Anyway to cut a long story short, I did my homework, found all the links, read some French pop magazines, even found a bunch of records (one in my own house!) recorded under a different name and handed in the essay to my colleagues at Finders Keepers, which was printed en masse within the sleeve-notes of our final release. I found all the oinfo but i never found the band...but then, the band found me.
This interview with Daniel Buffet from Acanthus was made possible by our good friend Alain Lebon from the amazing Soleil Zeuhl records. Alain was on the Acanthus trail himself fifteen years ago and was happy to translate my intrusive and star-struck questions to French and back again. Some of the points have already been made in the sleeve-notes of “Le Frisson Des Vampires” by Acanthus (FKR038) but in this interview we hear it all from the horses mouth including exclusive info about a second soundtrack, a full length LP and explanations about the bands name change amongst other nuggets.

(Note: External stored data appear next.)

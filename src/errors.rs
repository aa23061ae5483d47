//! Error definitions for the Meridian lending protocol
use odra::prelude::*;

/// Errors that can occur in the lending protocol
#[odra::odra_error]
pub enum LendingError {
    // Configuration Errors
    /// Currency was never configured in the registry
    NotSupported = 1,

    /// Collateral token is not registered or is disabled
    UnsupportedToken = 2,

    /// Invalid risk or rate configuration parameter
    InvalidConfiguration = 3,

    // State Errors
    /// No position exists for the requested key
    PositionNotFound = 4,

    /// Debt position is not in the Processed status
    NotProcessed = 5,

    /// Requested status transition is not allowed
    InvalidTransition = 6,

    /// Repeat borrow references a different collateral token
    CollateralMismatch = 7,

    // Collateral Errors
    /// Collateral value is below the required collateralization
    InsufficientCollateral = 8,

    /// Withdrawal would drop the backing debt's health factor below 1.0
    NotWithdrawable = 9,

    /// Position is above the liquidation threshold
    NotLiquidatable = 10,

    /// Repayment exceeds the amount owed
    ExceedsOwed = 11,

    /// Scaled balance cannot cover the requested amount
    InsufficientBalance = 12,

    // Oracle Errors
    /// Price feed returned no quote for the currency
    PriceUnavailable = 13,

    // Arithmetic Errors
    /// Overflow error
    MathOverflow = 14,

    /// Underflow error
    MathUnderflow = 15,

    /// Division by zero
    DivisionByZero = 16,

    // Access Control Errors
    /// Unauthorized access
    Unauthorized = 17,

    /// Contract is paused
    ContractPaused = 18,

    /// Zero amount not allowed
    ZeroAmount = 19,
}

AV. How was Acanthus formed and how old were you? Where were you from? Who were your influences? Tell me the whole story.
DB. The band in its entirety (Except Gerard Salette) met around 1967 at an Aikido club in Levallois near Paris. We were all 17 years old. There was also an extra member called Bernard who left in 1969 to become a professional Aikido sportsman. At that time , we listened a lot to Spencer Davis Group, The Animals, Jimi Hendrix & The Who. Personally I was getting into weirder stuff, like Soft Machine. We started off playing covers of tracks like ‘Gloria’ by Them and tracks by Otis Redding & James Brown and called ourselves “The Bayens” (After a close by street Rue Bayen in Paris) After a few gigs at venues such as Damier Club, close to the St-Lazare railway station we garnered a good following. The superb look of Guy Ouly, our Caribbean singer (born in France) was possibly one of the reasons of our direct impact on stage.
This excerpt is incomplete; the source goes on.